Web scraping and analysis of Goodreads book list
Web scraping Goodreads book list using Python and BeautifulSoup library along with quick data analysis in Python with pandas and matplotli
I was interested in what kinds of books are most often recommended in the most popular book list on Goodreads so I decided to use web scraping to gather information about top 100 books in Books That Everyone Should Read At Least Once . Below you can find all the information I decided to gather.
Project overview
- Created a tool for scraping data from Goodreads book lists
- Saved all the data in csv file
- Looked at the distribution of the data and analysed it, below are a few highlights from this data set.
Python version and packages used
Python Version: 3.8
Packages: pandas, numpy, matplotlib, seaborn, BeautifulSoup4
Web Scraping
During the web scraping part of this project I decided what information I want to scrape and what would give me an interesting insight into these lists. Below you can find all the information I decided to gather.
- Title
- Link
- Author
- Average rating
- Score
- Number of pages
- Genre
This data was then saved in csv file for further analysis. You can see commented python code here scraper.
Data Analysis
Since I scraped only the data I needed there was almost no need for data cleaning besides deleting one column containing links for specific book pages. I looked at the distribution of the data and the value counts for each category and found some interesting highlights.
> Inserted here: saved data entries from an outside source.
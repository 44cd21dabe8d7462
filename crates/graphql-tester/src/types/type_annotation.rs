use crate::ast;
use crate::loc;
use crate::types::ListTypeAnnotation;
use crate::types::NamedGraphQLTypeRef;
use crate::types::NamedTypeAnnotation;

/// Represents the annotated type of a [`Field`](crate::types::Field),
/// [`Parameter`](crate::types::Parameter),
/// [`InputField`](crate::types::InputField), or
/// [`Variable`](crate::operation::Variable).
///
/// Nullability is tracked independently at every level, so `[String!]` and
/// `[String]!` are distinct annotations and nested lists are representable.
#[derive(Clone, Debug, PartialEq, serde::Deserialize, serde::Serialize)]
pub enum TypeAnnotation {
    List(ListTypeAnnotation),
    Named(NamedTypeAnnotation),
}
impl TypeAnnotation {
    /// Unwrap the [`ListTypeAnnotation`] if this annotation is one.
    pub fn as_list_annotation(&self) -> Option<&ListTypeAnnotation> {
        if let Self::List(annot) = self {
            Some(annot)
        } else {
            None
        }
    }

    pub(crate) fn from_ast_type(
        location: &loc::SchemaDefLocation,
        ast_type: &ast::operation::Type,
    ) -> Self {
        Self::from_ast_type_impl(location, ast_type, /* nullable = */ true)
    }

    fn from_ast_type_impl(
        location: &loc::SchemaDefLocation,
        ast_type: &ast::operation::Type,
        nullable: bool,
    ) -> Self {
        match ast_type {
            ast::operation::Type::ListType(inner) =>
                Self::List(ListTypeAnnotation {
                    inner_type_ref: Box::new(Self::from_ast_type_impl(
                        location,
                        inner,
                        true,
                    )),
                    nullable,
                    ref_location: location.to_owned(),
                }),

            ast::operation::Type::NamedType(name) =>
                Self::Named(NamedTypeAnnotation {
                    nullable,
                    type_ref: NamedGraphQLTypeRef::new(
                        name,
                        location.to_owned(),
                    ),
                }),

            ast::operation::Type::NonNullType(inner) =>
                Self::from_ast_type_impl(location, inner, false),
        }
    }

    /// Recursively unwrap this [`TypeAnnotation`] and return the inner-most
    /// [`NamedTypeAnnotation`] from it.
    pub fn innermost_named_type_annotation(&self) -> &NamedTypeAnnotation {
        match self {
            Self::List(ListTypeAnnotation { inner_type_ref, .. })
                => inner_type_ref.innermost_named_type_annotation(),
            Self::Named(named_annot)
                => named_annot,
        }
    }

    pub fn is_list(&self) -> bool {
        matches!(self, Self::List(_))
    }

    /// Indicates if a variable declared with this annotation may be used in a
    /// position annotated with `location_type`.
    ///
    /// List structure and the innermost type name must match exactly. A
    /// non-null position only accepts a nullable variable when either the
    /// variable or the position provides a default value.
    pub fn is_valid_variable_usage(
        &self,
        location_type: &TypeAnnotation,
        has_default: bool,
    ) -> bool {
        self.is_compatible_with(
            location_type,
            /* ignore_location_non_null = */ has_default && self.nullable(),
        )
    }

    fn is_compatible_with(
        &self,
        location_type: &TypeAnnotation,
        ignore_location_non_null: bool,
    ) -> bool {
        let location_nullable =
            ignore_location_non_null || location_type.nullable();
        if !location_nullable && self.nullable() {
            return false;
        }

        match (self, location_type) {
            (Self::List(var_list), Self::List(location_list))
                => var_list.inner_type_annotation().is_compatible_with(
                    location_list.inner_type_annotation(),
                    false,
                ),
            (Self::Named(var_named), Self::Named(location_named))
                => var_named.graphql_type_name() == location_named.graphql_type_name(),
            _ => false,
        }
    }

    /// Indicates if this [`TypeAnnotation`] is [nullable or
    /// non-nullable](https://spec.graphql.org/October2021/#sec-Non-Null).
    pub fn nullable(&self) -> bool {
        match self {
            Self::List(ListTypeAnnotation { nullable, .. }) => *nullable,
            Self::Named(NamedTypeAnnotation { nullable, .. }) => *nullable,
        }
    }

    /// The [`SchemaDefLocation`](loc::SchemaDefLocation) indicating where
    /// this [`TypeAnnotation`] was written.
    pub fn ref_location(&self) -> &loc::SchemaDefLocation {
        match self {
            Self::List(annot) => annot.ref_location(),
            Self::Named(annot) => annot.ref_location(),
        }
    }
}
impl std::convert::From<ListTypeAnnotation> for TypeAnnotation {
    fn from(value: ListTypeAnnotation) -> Self {
        Self::List(value)
    }
}
impl std::convert::From<NamedTypeAnnotation> for TypeAnnotation {
    fn from(value: NamedTypeAnnotation) -> Self {
        Self::Named(value)
    }
}
impl std::fmt::Display for TypeAnnotation {
    fn fmt(&self, f: &mut std::fmt::Formatter<'_>) -> std::fmt::Result {
        match self {
            Self::List(list_annot) => write!(
                f,
                "[{}]{}",
                list_annot.inner_type_annotation(),
                if list_annot.nullable() { "" } else { "!" },
            ),

            Self::Named(named_annot) => write!(
                f,
                "{}{}",
                named_annot.graphql_type_name(),
                if named_annot.nullable() { "" } else { "!" },
            ),
        }
    }
}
As expected most popular genres are classics and fantasy, these are very popular and a lot of people get into literature either thanks to classics in school or through fantasy which is another very popular genre.
Most popular books are the ones with 200-400 pages, these books are ideal length for reading and from this it seems that very long books scare people away since its such a commitment to read a very long book.
These books are well known and loved throughout generations but I expected little bit higher scores, this can be caused by their popularity, its bound to happen that even people who wouldn’t necessarily pick books like this on their own these because they are so popular but its not their cup of it which can lower overall rating.
This one was surprising. I expected normal distribution but most of the books have lower ratings, this may be caused by outliers. If we would select only books with less votes than 12 000 we would get a more balanced distribution without low number of votes, because all of these books are popular and they are bound to have larger numbers of votes than the average number of votes for all the books on goodreads.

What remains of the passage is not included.